Lernen wir fürs Leben oder doch nur für Prüfungen?

Wofür lernen wir das alles überhaupt? Das fragen sich die meisten von uns jeden Tag aufs Neue. Warum das Schulsystem dringend ein Update braucht.

Respekt und Gemeinschaftsgeist sollten ebenfalls gelehrt werden. (Foto: pixabay)

Wir stecken noch immer in einem veralteten Schulsystem fest. Der Aufbau von Schule und Unterricht ist vielerorts noch stark am letzten Jahrhundert orientiert. Alle SchülerInnen werden weitgehend gleich ausgebildet, und häufig wird vor allem auf Prüfungen hingelernt.

Statt Inhalte auswendig zu lernen, deren Sinn sich vielen SchülerInnen nicht erschließt, sollten praktische Fähigkeiten und selbstständiges Denken stärker gefördert werden. Auch das Bewertungssystem wirkt nicht mehr zeitgemäß. Jeder Mensch hat unterschiedliche Stärken in verschiedenen Bereichen, weshalb es nicht unbedingt gerecht ist, alle nach genau demselben Maßstab zu beurteilen.

Lehrer:innen könnten beispielsweise die persönliche Entwicklung der Schüler:innen stärker berücksichtigen. Ebenso wäre es sinnvoll, unterschiedliche Leistungen wie Tests, mündliche Mitarbeit, praktische Arbeiten oder Projekte einzubeziehen, was an einigen Schulen bereits teilweise umgesetzt wird.

Wir müssen besser werden

Eine fundierte Allgemeinbildung ist selbstverständlich wichtig, und nicht alles, was wir in der Schule lernen, ist unnötig. Dennoch stellt sich die Frage, warum so viel Energie in Fächer und Themen investiert wird, für die viele Schüler:innen kaum Interesse aufbringen, während gleichzeitig immer wieder betont wird, dass die Stärken und Interessen von Kindern gefördert werden sollen.

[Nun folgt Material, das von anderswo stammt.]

impl PathBook {
    /// Create an empty book.
    #[must_use]
    pub fn new() -> Self {
        Self {
            paths: Vec::new(),
            paths_to_skip: 0,
            available_paths: 0,
            finalized: false,
            notification_pending: false,
        }
    }

    /// Create an empty book sized for the configured attempt limit.
    #[must_use]
    pub fn with_capacity_hint(forward_max_tries: usize) -> Self {
        let mut book = Self::new();
        book.paths.reserve(forward_max_tries);
        book
    }

    /// Append a candidate path after all existing ones.
    pub fn add(&mut self, connection: Connection) {
        trace!(path = %connection, "adding candidate path");
        self.paths.push(PathSlot {
            connection: Some(connection),
        });
        self.available_paths += 1;
    }

    /// Whether the book has no available paths left.
    #[must_use]
    pub fn empty(&self) -> bool {
        self.available_paths == 0
    }

    /// The number of available paths.
    #[must_use]
    pub fn size(&self) -> usize {
        self.available_paths
    }

    /// Whether selection has promised no further paths.
    #[must_use]
    pub fn finalized(&self) -> bool {
        self.finalized
    }

    /// Record that selection is exhausted; latches permanently.
    pub fn finalize(&mut self) {
        debug!(paths = self.paths.len(), "destinations finalized");
        self.finalized = true;
    }

    /// Extract the first available path.
    ///
    /// # Panics
    ///
    /// Panics when the book is empty; callers check [`PathBook::empty`]
    /// first.
    pub fn extract_front(&mut self) -> ExtractedPath {
        assert!(!self.empty(), "extracting from an empty path book");
        self.extract_found("first", self.start())
    }

    /// Extract the first available path matching `current_peer` on both
    /// peer and family, but only if it is the leftmost available path.
    ///
    /// Paths arrive grouped by peer and family, so any same-peer
    /// same-family path that is not leftmost would be preceded by
    /// another prime anyway; a mismatching leftmost path means the
    /// primes for `current_peer` are gone.
    pub fn extract_prime(&mut self, current_peer: &Connection) -> Option<ExtractedPath> {
        let found = self.find_prime(current_peer);
        let extracted = found
            .found
            .map(|index| self.extract_found("same-peer same-family match", index));
        if extracted.is_none() {
            trace!(peer = %current_peer, "no same-peer same-family paths");
        }
        extracted
    }

    /// Extract the first available path with the same peer as
    /// `current_peer` but the other family.
    pub fn extract_spare(&mut self, current_peer: &Connection) -> Option<ExtractedPath> {
        let found = self.find_spare(current_peer);
        let extracted = found
            .found
            .map(|index| self.extract_found("same-peer different-family match", index));
        if extracted.is_none() {
            trace!(peer = %current_peer, "no same-peer different-family paths");
        }
        extracted
    }

    /// Whether [`PathBook::extract_spare`] would return a path right
    /// now.
    #[must_use]
    pub fn have_spare(&self, current_peer: &Connection) -> bool {
        self.find_spare(current_peer).found.is_some()
    }

    /// Whether [`PathBook::extract_prime`] returns and will keep
    /// returning `None` for `current_peer`.
    #[must_use]
    pub fn done_with_primes(&self, current_peer: &Connection) -> bool {
        self.done_with(self.find_prime(current_peer))
    }

    /// Whether [`PathBook::extract_spare`] returns and will keep
    /// returning `None` for `current_peer`.
    #[must_use]
    pub fn done_with_spares(&self, current_peer: &Connection) -> bool {
        self.done_with(self.find_spare(current_peer))
    }

    /// Whether the book has nothing left for `current_peer` in either
    /// family, now or ever.
    #[must_use]
    pub fn done_with_peer(&self, current_peer: &Connection) -> bool {
        self.done_with(self.find_peer(current_peer))
    }

    /// Return a previously extracted path to its slot.
    ///
    /// # Panics
    ///
    /// Panics when the handle does not name a vacant slot of this book;
    /// returning a path twice (or to the wrong book) is a logic error.
    pub fn retry_path(&mut self, path: ExtractedPath) {
        let ExtractedPath {
            connection,
            position,
        } = path;
        debug!(path = %connection, position, "returning path for retry");

        assert!(position < self.paths.len(), "retrying an unknown path");
        let slot = &mut self.paths[position];
        assert!(
            slot.connection.is_none(),
            "retrying a path that was never extracted"
        );

        slot.connection = Some(connection);
        self.available_paths += 1;
        if position < self.paths_to_skip {
            self.paths_to_skip = position;
        }
    }

    /// Index of the first available slot (or `paths.len()`).
    fn start(&self) -> usize {
        debug_assert!(self.paths_to_skip <= self.paths.len());
        self.paths_to_skip
    }

    /// The connection occupying `index`, if the slot is occupied.
    fn occupant(&self, index: usize) -> Option<&Connection> {
        self.paths.get(index).and_then(|slot| slot.connection.as_ref())
    }

    /// Leftmost-available check: a prime for `current_peer` exists iff
    /// the first available path matches on peer and family.
    fn find_prime(&self, current_peer: &Connection) -> Finding {
        match self.occupant(self.start()) {
            None => Finding::NOTHING,
            Some(first) => {
                if first.same_peer_as(current_peer) && first.family() == current_peer.family() {
                    Finding::at(self.start())
                } else {
                    Finding::OTHER
                }
            }
        }
    }

    /// Scan for a same-peer different-family path. The scan stops at
    /// the first available path of another peer: same-peer paths are
    /// grouped, so nothing past that point can match.
    fn find_spare(&self, current_peer: &Connection) -> Finding {
        for index in self.start()..self.paths.len() {
            let Some(candidate) = self.occupant(index) else {
                continue;
            };
            if !candidate.same_peer_as(current_peer) {
                return Finding::OTHER;
            }
            if candidate.family() != current_peer.family() {
                return Finding::at(index);
            }
        }
        Finding::NOTHING
    }

    /// Leftmost-available check for any family of `current_peer`.
    fn find_peer(&self, current_peer: &Connection) -> Finding {
        match self.occupant(self.start()) {
            None => Finding::NOTHING,
            Some(first) => {
                if first.same_peer_as(current_peer) {
                    Finding::at(self.start())
                } else {
                    Finding::OTHER
                }
            }
        }
    }

    /// A category is done when nothing matches and either no more paths
    /// will ever arrive or an "other" path showed the caller where to
    /// go instead.
    fn done_with(&self, finding: Finding) -> bool {
        if finding.found.is_some() {
            return false;
        }
        self.finalized || finding.found_other
    }

    /// Vacate the slot at `index` and hand its connection out.
    fn extract_found(&mut self, description: &str, index: usize) -> ExtractedPath {
        let slot = &mut self.paths[index];
        let Some(connection) = slot.connection.take() else {
            unreachable!("extracting a vacant path slot")
        };
        self.available_paths -= 1;

        // extracting the leftmost available path moves the vacant prefix
        if index == self.paths_to_skip {
            self.paths_to_skip += 1;
            while self.paths_to_skip < self.paths.len()
                && self.paths[self.paths_to_skip].connection.is_none()
            {
                self.paths_to_skip += 1;
            }
        }

        trace!(path = %connection, index, "{description}");
        ExtractedPath {
            connection,
            position: index,
        }
    }
}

Internationale Vergleiche zeigen deutlich, dass Verbesserungsbedarf besteht. Bei den sogenannten PISA-Studien wird sichtbar, dass Schulsysteme in anderen Teilen der Welt oft bessere Ergebnisse erzielen und effektivere Entwicklungen aufweisen als etwa Österreich oder Deutschland. Diese Länder bewegen sich meist nur im Mittelfeld, während Staaten wie Estland, Finnland, Kanada, Japan und Südkorea regelmäßig zu den Spitzenreitern zählen.

Ein Blick auf diese erfolgreichen Schulsysteme zeigt mögliche Alternativen. In Finnland gibt es beispielsweise keine standardisierten Tests, und Lehrkräfte können den Unterricht flexibel anpassen. Zudem besteht Chancengleichheit, da es keine privaten Schulen gibt und alle Kinder denselben Zugang zu Bildung haben.

Vorbild Japan

In Japan lernen Kinder früh Respekt und Teamarbeit, außerdem werden moderne Technologien gezielt im Unterricht eingesetzt, um diesen interaktiver und effektiver zu gestalten. Disziplin und hohe Leistungsstandards spielen dabei jedoch eine wichtige Rolle. Kanada gilt als eines der inklusivsten Schulsysteme der Welt. Dort wird stark in Bildung investiert, was sich positiv auf die Qualität der Ausbildung auswirkt. Zudem werden Mehrsprachigkeit und Diversität gezielt gefördert.

Obwohl im österreichischen Schulsystem Problemlösung grundsätzlich vorgesehen ist, liegt der Fokus für viele Schüler:innen noch immer stark auf dem Auswendiglernen von Fakten. Ein moderneres Schulsystem könnte den Schwerpunkt stärker auf aktives Denken und Anwenden legen. Das würde bedeuten, dass Schüler:innen selbst nach Lösungen suchen, Aufgaben reflektieren und ihr Wissen praktisch einsetzen, anstatt Inhalte nur zu reproduzieren.

Natürlich lässt sich ein Schulsystem nicht von einem Tag auf den anderen verändern. Dennoch gibt es viele Ansatzpunkte für Verbesserungen. Der Vergleich mit anderen Ländern zeigt deutlich, dass alternative Modelle erfolgreich sein können. Deshalb ist es notwendig, dass die für das Bildungssystem verantwortlichen Personen nicht nur Kritik äußern, sondern auch konkrete Schritte setzen, damit sich im österreichischen Schulsystem langfristig wirklich etwas verändert.